A mother has shared the heartbreaking moment she was told that her 18-month-old daughter has Alzheimer’s disease.
Knowing that the disease is commonly associated to elderly people, the news about little Marian McGlocklin’s case came as a shock to her mum Sara.
In February this year, Marian was diagnosed with a rare metabolic disorder called Niemann-Pick disease type C (NPC1) — also known as childhood Alzheimer’s. She is one of only about 500 children worldwide who suffer from the illness.
NPC1 stops cells from processing and disposing of cholesterol that results in a harmful accumulation throughout the body, causing enlarged organs, lung damage, and slow and steady neurological deterioration this is what causes dementia.
Out of the 500 children, only half of them will see their tenth birthday without intervention. And the dementia means these children won’t be able to recognise their parents, and eventually will lose their ability to eat, speak, move, or even breathe.

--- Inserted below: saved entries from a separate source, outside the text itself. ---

// Copyright (c) 2026 ALAS Technology. MIT License.
// See LICENSE for details.

//! # sigil
//!
//! Entry point for the `sigil` binary. Parses CLI arguments, initializes
//! logging and runs one subcommand:
//!
//! - `address`   print the address of a wallet account
//! - `sign`      sign a message with a wallet account
//! - `verify`    check a signature
//! - `version`   print build version information
//!
//! Results go to stdout as a single JSON object.
//!
//! ## Exit status
//!
//! | Status | Meaning                                          |
//! |--------|--------------------------------------------------|
//! | 0      | success; for `verify`, the signature is good     |
//! | 1      | `verify` ran and the signature is not good       |
//! | 2      | the command failed (bad seed, unreadable file)   |

mod cli;
mod commands;
mod logging;

use anyhow::{Context, Result};
use clap::Parser;
use serde::Serialize;
use std::process::ExitCode;

use cli::{Commands, SigilCli};
use commands::{EXIT_ERROR, EXIT_OK};

fn main() -> ExitCode {
    let cli = SigilCli::parse();
    logging::init_logging(&cli.log_level, cli.log_format);
    ExitCode::from(exit_status(run(cli.command)))
}

fn run(command: Commands) -> Result<u8> {
    match command {
        Commands::Address(args) => print_json(&commands::address(&args)?)?,
        Commands::Sign(args) => print_json(&commands::sign(&args)?)?,
        Commands::Verify(args) => {
            let outcome = commands::verify(&args)?;
            print_json(&outcome)?;
            return Ok(outcome.exit_status());
        }
        Commands::Version => print_version(),
    }
    Ok(EXIT_OK)
}

/// Report a failed command on stderr and map it to [`EXIT_ERROR`].
fn exit_status(result: Result<u8>) -> u8 {
    match result {
        Ok(status) => status,
        Err(e) => {
            eprintln!("Error: {:#}", e);
            EXIT_ERROR
        }
    }
}

fn print_json<T: Serialize>(value: &T) -> Result<()> {
    let line = serde_json::to_string(value).context("failed to encode output")?;
    println!("{}", line);
    Ok(())
}

fn print_version() {
    println!("sigil     {}", env!("CARGO_PKG_VERSION"));
    println!("signature {}", sigil_protocol::config::SIGNATURE_HEADER);
    println!("scheme    {}", sigil_protocol::config::SIGNING_ALGORITHM);
    println!("rustc     {}", rustc_version());
}

/// Returns the Rust compiler version used to build this binary.
fn rustc_version() -> &'static str {
    option_env!("RUSTC_VERSION").unwrap_or("unknown")
}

In a GoFundMe page, Sara has shared her family’s struggles in coping with Marian’s extremely rare disease after being left heartbroken when told that it was fatal. “When Marian was born, we knew there was something slightly unexpected, her legs were so thin, her cry a little quiet. But never did we imagine she was showing early symptoms of a progressive, fatal condition,” she wrote.
The family then reached out to other families suffering with NPC1 and quickly learned there was hope. Through a clinical trial of drug cyclodextrin, Marian’s life could be saved.
Cyclodextrin is a sugar compound found in fat-free dressing and margarine. Early trials have found it can stabilise children in decline, halting the progression of their illness something that was thought to be impossible a few years back.
Now, a facility in Chicago in the US can help NPC1 sufferers through a treatment that will be administered through a spinal tap, and has to be given every two weeks indefinitely to be effective.
However, the approval for the treatment is pending in California, where the McGlocklin family lives, so, for now, they opt to fly to Chicago every two weeks until it is approved locally.
Gene therapy, which has been tested on mice, has also been encouraging in the search for a more permanent cure for NPC1, but the McGlocklin family have not much time left before the disease can cause irreversible degeneration in Marian’s cells.